Author: Stan Reents, PharmD
Original Posting: 05/06/2007 05:01 AM
Last Revision: 11/19/2018 05:24 AM

It seems "steroids" (ie., anabolic steroids) in sports just won't go away. Here are 5 high-profile cases from the past several decades:

HIGH-PROFILE CASE #1: Canadian Sprinter Ben Johnson

In 1988, at the Seoul Olympics, Canadian sprinter Ben Johnson beat American Carl Lewis in the 100-meter dash to win the gold medal. Several days later, it was reported that Johnson tested positive for stanozolol, a very potent anabolic steroid. Even though it was well-known that Russian and East German athletes had been abusing steroids for years, Johnson's violation caused the sporting world to sit up and take notice. Anabolic steroids became a class-III Controlled Substance in the US in 1990.


In March 2002, an anabolic steroid known as "norbolethone" was discovered in a urine sample from an athlete. Norbolethone was studied by Wyeth Pharmaceuticals from 1967 to 1971 but never marketed in the US due to its toxicity. Thus, its reappearance 3 decades later was highly unusual.

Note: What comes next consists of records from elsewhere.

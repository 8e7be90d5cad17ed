// Copyright 2025 Jonas Kruckenberg
//
// Licensed under the Apache License, Version 2.0, <LICENSE-APACHE or
// http://apache.org/licenses/LICENSE-2.0> or the MIT license <LICENSE-MIT or
// http://opensource.org/licenses/MIT>, at your option. This file may not be
// copied, modified, or distributed except according to those terms.

use criterion::{Criterion, criterion_group, criterion_main};
use kawait::{Completion, Fault, TaskRunner};
use std::hint::black_box;
use std::sync::Arc;

fn resume_then_consume(c: &mut Criterion) {
    c.bench_function("resume_then_consume", |b| {
        b.iter(|| {
            let signal = Completion::new();
            signal.resume(black_box(42_u64));
            black_box(signal.consume_result().unwrap());
        });
    });
}

fn runner_ready_10k(c: &mut Criterion) {
    const RUNS: usize = 10_000;

    c.bench_function("runner_ready_10k", |b| {
        b.iter(|| {
            for i in 0..RUNS {
                let mut runner = TaskRunner::new(async move { Ok::<_, Fault>(i) });
                black_box(runner.result_channel().recv().unwrap());
            }
        });
    });
}

fn runner_suspend_resume_10k(c: &mut Criterion) {
    const RUNS: usize = 10_000;

    c.bench_function("runner_suspend_resume_10k", |b| {
        b.iter(|| {
            for i in 0..RUNS {
                let signal = Arc::new(Completion::new());
                let mut runner = TaskRunner::new({
                    let signal = signal.clone();
                    async move { signal.wait().await }
                });
                signal.resume(i);
                black_box(runner.result_channel().recv().unwrap());
            }
        });
    });
}

fn cross_thread_recv_1k(c: &mut Criterion) {
    const RUNS: usize = 1_000;

    c.bench_function("cross_thread_recv_1k", |b| {
        b.iter(|| {
            for i in 0..RUNS {
                let signal = Arc::new(Completion::new());
                let mut runner = TaskRunner::new({
                    let signal = signal.clone();
                    async move { signal.wait().await }
                });
                let rx = runner.result_channel();

                let h = std::thread::spawn(move || signal.resume(i));
                black_box(rx.recv().unwrap());
                h.join().unwrap();
            }
        });
    });
}

criterion_group!(
    benches,
    resume_then_consume,
    runner_ready_10k,
    runner_suspend_resume_10k,
    cross_thread_recv_1k,
);
criterion_main!(benches);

In June 2003, an anonymous track coach finds a syringe of clear liquid and mails it to the US Anti-Doping Agency (USADA) in Colorado Springs, Colorado for testing. A previously unknown steroid -- a "designer" steroid -- is discovered. Its chemical name is tetrahydrogestrinone (THG), but on the street, it is referred to as "The Clear".

It turns out that THG and norbolethone are closely related. Also, as with stanozolol, the anabolic-to-androgenic ratio for norbolethone is very high, making both drugs ideal performance-enhancing substances.

Don Catlin, MD, at UCLA, then went to work developing an assay to detect THG. Even though THG was never marketed commercially, suddenly, athletes started turning up positive: Regina Jacobs, an American middle-distance runner, and UK sprinter Dwain Chambers, to name a few. Chambers admitted he was using supplements from BALCO Labs, a Burlingame, California company. THG (aka "The Clear") was traced to this lab.

On September 3, 2003, BALCO was raided and its founder, Victor Conte, was arrested. Conte argued that THG was not a steroid, though, on October 28, 2003, the FDA issued a press release stating that THG was, in fact, an unapproved new drug, and not a dietary supplement. Research published in May 2004 showed that THG was unquestionably a potent anabolic steroid (Death AK, et al. 2004). On December 3, 2004, during a TV interview on ABCs 20/20, Conte implied that Marion Jones, Barry Bonds, and other elite athletes were recipients of substances originating from BALCO.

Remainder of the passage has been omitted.